WHAT IS NEEDED:
Every line that contains the word "shape" should be copied from the records below.

SUPPLIED RECORDS:
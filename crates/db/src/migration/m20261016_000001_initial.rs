//! Initial database migration.
//!
//! Creates the ledger tables, the webhook outbox, and the idempotency record
//! table.

use sea_orm_migration::prelude::*;

#[derive(DeriveMigrationName)]
pub struct Migration;

#[async_trait::async_trait]
impl MigrationTrait for Migration {
    async fn up(&self, manager: &SchemaManager) -> Result<(), DbErr> {
        let db = manager.get_connection();

        // ============================================================
        // PART 1: LEDGER
        // ============================================================
        db.execute_unprepared(ACCOUNTS_SQL).await?;
        db.execute_unprepared(TRANSACTIONS_SQL).await?;
        db.execute_unprepared(ENTRIES_SQL).await?;

        // ============================================================
        // PART 2: OUTBOX & IDEMPOTENCY
        // ============================================================
        db.execute_unprepared(WEBHOOK_JOBS_SQL).await?;
        db.execute_unprepared(IDEMPOTENCY_KEYS_SQL).await?;

        Ok(())
    }

    async fn down(&self, manager: &SchemaManager) -> Result<(), DbErr> {
        let db = manager.get_connection();
        db.execute_unprepared(
            r"
DROP TABLE IF EXISTS idempotency_keys CASCADE;
DROP TABLE IF EXISTS webhook_jobs CASCADE;
DROP TABLE IF EXISTS entries CASCADE;
DROP TABLE IF EXISTS transactions CASCADE;
DROP TABLE IF EXISTS accounts CASCADE;
",
        )
        .await?;
        Ok(())
    }
}

const ACCOUNTS_SQL: &str = r"
-- Wallets and merchant vaults. Balance is in minor units.
CREATE TABLE accounts (
    id UUID PRIMARY KEY,
    owner_name VARCHAR(255) NOT NULL,
    balance BIGINT NOT NULL DEFAULT 0,
    currency VARCHAR(3) NOT NULL,
    created_at TIMESTAMPTZ NOT NULL DEFAULT now(),
    CONSTRAINT chk_accounts_balance_non_negative CHECK (balance >= 0),
    CONSTRAINT chk_accounts_currency CHECK (currency IN ('USD', 'TZS'))
);
";

const TRANSACTIONS_SQL: &str = r"
-- Immutable record of each money movement
CREATE TABLE transactions (
    id UUID PRIMARY KEY,
    amount BIGINT NOT NULL,
    currency VARCHAR(3) NOT NULL,
    description TEXT NOT NULL,
    status VARCHAR(16) NOT NULL DEFAULT 'COMPLETED',
    created_at TIMESTAMPTZ NOT NULL DEFAULT now(),
    CONSTRAINT chk_transactions_amount_positive CHECK (amount > 0),
    CONSTRAINT chk_transactions_status CHECK (status IN ('PENDING', 'COMPLETED', 'FAILED'))
);

CREATE INDEX idx_transactions_created ON transactions(created_at DESC);
";

const ENTRIES_SQL: &str = r"
-- Double-entry lines, append-only
CREATE TABLE entries (
    id UUID PRIMARY KEY,
    transaction_id UUID NOT NULL REFERENCES transactions(id),
    account_id UUID NOT NULL REFERENCES accounts(id),
    direction VARCHAR(6) NOT NULL,
    amount BIGINT NOT NULL,
    CONSTRAINT chk_entries_amount_positive CHECK (amount > 0),
    CONSTRAINT chk_entries_direction CHECK (direction IN ('DEBIT', 'CREDIT'))
);

-- History lookup per account
CREATE INDEX idx_entries_account ON entries(account_id);
CREATE INDEX idx_entries_transaction ON entries(transaction_id);
";

const WEBHOOK_JOBS_SQL: &str = r"
-- Transactional outbox drained by the webhook worker
CREATE TABLE webhook_jobs (
    id UUID PRIMARY KEY,
    url TEXT NOT NULL,
    payload TEXT NOT NULL,
    status VARCHAR(16) NOT NULL DEFAULT 'PENDING',
    attempts INTEGER NOT NULL DEFAULT 0,
    next_run_at TIMESTAMPTZ NOT NULL DEFAULT now(),
    created_at TIMESTAMPTZ NOT NULL DEFAULT now(),
    CONSTRAINT chk_webhook_jobs_status CHECK (status IN ('PENDING', 'COMPLETED', 'FAILED')),
    CONSTRAINT chk_webhook_jobs_attempts CHECK (attempts >= 0)
);

-- Dequeue scans pending rows by eligibility
CREATE INDEX idx_webhook_jobs_pending ON webhook_jobs(next_run_at, created_at)
    WHERE status = 'PENDING';
";

const IDEMPOTENCY_KEYS_SQL: &str = r"
-- Recorded responses, written at most once per key
CREATE TABLE idempotency_keys (
    key_id VARCHAR(255) PRIMARY KEY,
    response_status INTEGER NOT NULL,
    response_body BYTEA NOT NULL,
    created_at TIMESTAMPTZ NOT NULL DEFAULT now()
);
";
//! Balance reconstruction from entries.
//!
//! An account's stored balance must always equal the sum of its CREDIT entries
//! minus the sum of its DEBIT entries. These helpers recompute that figure and
//! check the shape of a transaction's entry set, for audits and tests.

use paylane_shared::types::AccountId;
use thiserror::Error;

use super::types::{Direction, Entry, TransactionKind};

/// Entry set does not match the double-entry shape of its transaction kind.
#[derive(Debug, Clone, PartialEq, Eq, Error)]
pub enum EntrySetError {
    /// Wrong number of entries.
    #[error("Expected {expected} entries, found {found}")]
    WrongEntryCount {
        /// Entries required by the kind.
        expected: usize,
        /// Entries present.
        found: usize,
    },

    /// A deposit entry was not a credit.
    #[error("Deposit must be recorded as a single CREDIT entry")]
    DepositNotCredit,

    /// Transfer entries do not balance.
    #[error("Transfer entries must be one DEBIT and one CREDIT of equal amount")]
    Unbalanced,

    /// Entries reference different transactions.
    #[error("Entries belong to different transactions")]
    MixedTransactions,
}

/// Net balance of `account_id` implied by `entries`.
///
/// Entries for other accounts are ignored.
#[must_use]
pub fn balance_from_entries<'a, I>(account_id: AccountId, entries: I) -> i64
where
    I: IntoIterator<Item = &'a Entry>,
{
    entries
        .into_iter()
        .filter(|entry| entry.account_id == account_id)
        .map(|entry| entry.direction.signed(entry.amount))
        .sum()
}

/// Checks that `entries` form a valid set for a transaction of `kind`.
pub fn validate_entry_set(kind: TransactionKind, entries: &[Entry]) -> Result<(), EntrySetError> {
    if let Some(first) = entries.first() {
        if entries.iter().any(|e| e.transaction_id != first.transaction_id) {
            return Err(EntrySetError::MixedTransactions);
        }
    }

    match kind {
        TransactionKind::Deposit => {
            let [entry] = entries else {
                return Err(EntrySetError::WrongEntryCount {
                    expected: 1,
                    found: entries.len(),
                });
            };
            if entry.direction != Direction::Credit {
                return Err(EntrySetError::DepositNotCredit);
            }
        }
        TransactionKind::Transfer => {
            let [a, b] = entries else {
                return Err(EntrySetError::WrongEntryCount {
                    expected: 2,
                    found: entries.len(),
                });
            };
            if a.amount != b.amount || a.direction != b.direction.opposite() {
                return Err(EntrySetError::Unbalanced);
            }
        }
    }

    Ok(())
}
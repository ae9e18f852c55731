//! Ledger error types.
//!
//! Errors fall into classes that tell the caller whether a retry is safe:
//! validation failures are rejected before any unit of work opens, business
//! rule failures abort the unit cleanly, and infrastructure failures leave the
//! outcome unknown.

use paylane_shared::types::{AccountId, Currency};
use thiserror::Error;

/// Coarse error class used to pick the client-facing payload.
#[derive(Debug, Clone, Copy, PartialEq, Eq)]
pub enum ErrorKind {
    /// Bad input, nothing was attempted.
    Validation,
    /// Referenced account does not exist.
    NotFound,
    /// Rule violated, unit of work aborted without effect.
    BusinessRule,
    /// Store failure, outcome unknown.
    Infrastructure,
}

/// Errors that can occur during ledger operations.
#[derive(Debug, Clone, PartialEq, Eq, Error)]
pub enum LedgerError {
    // ========== Validation Errors ==========
    /// Amount must be strictly positive.
    #[error("Amount must be greater than zero, got {0}")]
    InvalidAmount(i64),

    /// Source and destination are the same account.
    #[error("Cannot transfer to the same account")]
    SameAccount,

    /// Owner name is blank.
    #[error("Owner name is required")]
    MissingOwnerName,

    /// Accounts hold different currencies.
    #[error("Currency mismatch: {from} account cannot pay into {to} account")]
    CurrencyMismatch {
        /// Source account currency.
        from: Currency,
        /// Destination account currency.
        to: Currency,
    },

    // ========== Account Errors ==========
    /// Account not found.
    #[error("Account not found: {0}")]
    AccountNotFound(AccountId),

    // ========== Business Rule Errors ==========
    /// Source balance is lower than the requested amount.
    #[error("Insufficient funds: you have {have} but tried to send {want}")]
    InsufficientFunds {
        /// Balance at the time of the check.
        have: i64,
        /// Requested amount.
        want: i64,
    },

    /// Applying the amount would overflow the balance.
    #[error("Balance overflow on account {0}")]
    BalanceOverflow(AccountId),
}

impl LedgerError {
    /// Returns the error class.
    #[must_use]
    pub const fn kind(&self) -> ErrorKind {
        match self {
            Self::InvalidAmount(_)
            | Self::SameAccount
            | Self::MissingOwnerName
            | Self::CurrencyMismatch { .. } => ErrorKind::Validation,
            Self::AccountNotFound(_) => ErrorKind::NotFound,
            Self::InsufficientFunds { .. } | Self::BalanceOverflow(_) => ErrorKind::BusinessRule,
        }
    }

    /// Returns the error code for API responses.
    #[must_use]
    pub const fn error_code(&self) -> &'static str {
        match self {
            Self::InvalidAmount(_) => "INVALID_AMOUNT",
            Self::SameAccount => "SAME_ACCOUNT",
            Self::MissingOwnerName => "MISSING_OWNER_NAME",
            Self::CurrencyMismatch { .. } => "CURRENCY_MISMATCH",
            Self::AccountNotFound(_) => "ACCOUNT_NOT_FOUND",
            Self::InsufficientFunds { .. } => "INSUFFICIENT_FUNDS",
            Self::BalanceOverflow(_) => "BALANCE_OVERFLOW",
        }
    }

    /// Returns the HTTP status code for this error.
    #[must_use]
    pub const fn http_status_code(&self) -> u16 {
        match self.kind() {
            ErrorKind::Validation => 400,
            ErrorKind::NotFound => 404,
            ErrorKind::BusinessRule => 422,
            ErrorKind::Infrastructure => 500,
        }
    }

    /// Returns true if the caller may retry. Ledger errors are definite
    /// outcomes, so only infrastructure failures qualify.
    #[must_use]
    pub const fn is_retryable(&self) -> bool {
        matches!(self.kind(), ErrorKind::Infrastructure)
    }
}
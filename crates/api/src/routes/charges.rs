//! Card charge route.
//!
//! A charge is approved locally: the card passes the number, expiry, and CVC
//! checks and the amount meets the minimum, then the merchant account is
//! credited. The `payment.succeeded` webhook is written to the outbox in the
//! same transaction as the credit, so it exists exactly when the money does.

use axum::{
    Json, Router,
    extract::{State, rejection::JsonRejection},
    http::StatusCode,
    response::Response,
    routing::post,
};
use paylane_core::{
    card::{CardBrand, validate_card, validate_charge_amount, validate_cvc, validate_expiry},
    webhook::{PaymentSucceeded, WebhookEvent},
};
use paylane_db::{LedgerRepository, OutboxRepository};
use paylane_shared::types::{AccountId, TransactionId};
use sea_orm::DbErr;
use serde::{Deserialize, Serialize};
use tracing::info;

use crate::{
    AppState, ApiError,
    error::rejected,
    extractors::IdempotencyHeader,
    response::{replay, stored},
};

/// Creates the charge routes.
pub fn routes() -> Router<AppState> {
    Router::new().route("/charges", post(charge))
}

/// Request body for a card charge.
#[derive(Debug, Deserialize)]
pub struct ChargeRequest {
    /// Card number, spaces and dashes allowed.
    pub card_number: String,
    /// Expiry as `MM/YY`.
    pub expiry: String,
    /// Card verification code.
    pub cvc: String,
    /// Amount in minor units.
    pub amount: i64,
    /// Merchant account to credit.
    pub merchant_id: AccountId,
}

/// Response for an approved charge.
#[derive(Debug, Serialize)]
pub struct ChargeResponse {
    /// Always `success`.
    pub status: &'static str,
    /// Human-readable summary.
    pub message: &'static str,
    /// Detected card brand.
    pub brand: CardBrand,
    /// Amount credited to the merchant.
    pub amount_charged: i64,
    /// Ledger transaction that recorded the charge.
    pub transaction_id: TransactionId,
}

/// Description stamped on the merchant's credit.
fn charge_description(brand: CardBrand) -> String {
    format!("Card Payment: {brand}")
}

/// POST `/charges` - Charge a card into a merchant account.
async fn charge(
    State(state): State<AppState>,
    key: IdempotencyHeader,
    payload: Result<Json<ChargeRequest>, JsonRejection>,
) -> Result<Response, ApiError> {
    let Json(req) = payload?;

    validate_charge_amount(req.amount)?;
    let brand = validate_card(&req.card_number)?;
    validate_expiry(&req.expiry)?;
    validate_cvc(&req.cvc)?;

    let merchant_url = state.merchant_url.clone();
    let outcome = state
        .idempotency()
        .run(key.key(), move |txn| {
            Box::pin(async move {
                let transaction = match LedgerRepository::deposit_within(
                    txn,
                    req.merchant_id,
                    req.amount,
                    &charge_description(brand),
                )
                .await
                {
                    Ok(transaction) => transaction,
                    Err(err) => return rejected(err),
                };

                if let Some(url) = merchant_url.as_deref() {
                    let event = WebhookEvent::payment_succeeded(&PaymentSucceeded {
                        transaction_id: transaction.id,
                        merchant_id: req.merchant_id,
                        amount: transaction.amount,
                        currency: transaction.currency,
                        card_brand: Some(brand.to_string()),
                        status: transaction.status.as_str().to_string(),
                    })
                    .and_then(|event| event.to_payload())
                    .map_err(|e| DbErr::Custom(e.to_string()))?;

                    let job_id = OutboxRepository::enqueue(txn, url, &event).await?;
                    info!(job_id = %job_id, transaction_id = %transaction.id, "Payment webhook queued");
                }

                info!(
                    transaction_id = %transaction.id,
                    merchant_id = %req.merchant_id,
                    brand = %brand,
                    amount = req.amount,
                    "Card payment approved"
                );

                stored(
                    StatusCode::OK,
                    &ChargeResponse {
                        status: "success",
                        message: "Payment Approved",
                        brand,
                        amount_charged: transaction.amount,
                        transaction_id: transaction.id,
                    },
                )
            })
        })
        .await?;

    Ok(replay(outcome))
}
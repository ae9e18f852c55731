//! Retry policy for webhook delivery.
//!
//! Backoff is exponential in the number of attempts already made, capped at a
//! maximum delay: `min(base * 2^(attempts - 1), max)`.

use std::time::Duration;

/// Decision taken after a failed delivery attempt.
#[derive(Debug, Clone, Copy, PartialEq, Eq)]
pub enum RetryDecision {
    /// Keep the job pending and try again after `delay`.
    Retry {
        /// Attempt count to store.
        attempts: i32,
        /// Delay before the job is eligible again.
        delay: Duration,
    },
    /// Attempts exhausted, mark the job failed.
    GiveUp {
        /// Attempt count to store.
        attempts: i32,
    },
}

/// Bounded exponential backoff.
#[derive(Debug, Clone, Copy, PartialEq, Eq)]
pub struct RetryPolicy {
    /// Attempts before giving up.
    pub max_attempts: i32,
    /// Delay after the first failure.
    pub base_delay: Duration,
    /// Ceiling for any single delay.
    pub max_delay: Duration,
}

impl Default for RetryPolicy {
    fn default() -> Self {
        Self {
            max_attempts: 5,
            base_delay: Duration::from_secs(10),
            max_delay: Duration::from_secs(3600),
        }
    }
}

impl RetryPolicy {
    /// Creates a policy.
    #[must_use]
    pub const fn new(max_attempts: i32, base_delay: Duration, max_delay: Duration) -> Self {
        Self {
            max_attempts,
            base_delay,
            max_delay,
        }
    }

    /// Delay before the next attempt once `attempts` attempts have failed.
    #[must_use]
    pub fn backoff(&self, attempts: i32) -> Duration {
        let exponent = u32::try_from(attempts.saturating_sub(1).max(0)).unwrap_or(0);
        let factor = 2u32.checked_pow(exponent).unwrap_or(u32::MAX);
        self.base_delay
            .checked_mul(factor)
            .unwrap_or(self.max_delay)
            .min(self.max_delay)
    }

    /// Decides what happens after a failed attempt on a job that had already
    /// been attempted `previous_attempts` times.
    #[must_use]
    pub fn after_failure(&self, previous_attempts: i32) -> RetryDecision {
        let attempts = previous_attempts.saturating_add(1);
        if attempts >= self.max_attempts {
            RetryDecision::GiveUp { attempts }
        } else {
            RetryDecision::Retry {
                attempts,
                delay: self.backoff(attempts),
            }
        }
    }
}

SOLUTION TO THIS TASK:
//! check the shape of a transaction's entry set, for audits and tests.
/// Entry set does not match the double-entry shape of its transaction kind.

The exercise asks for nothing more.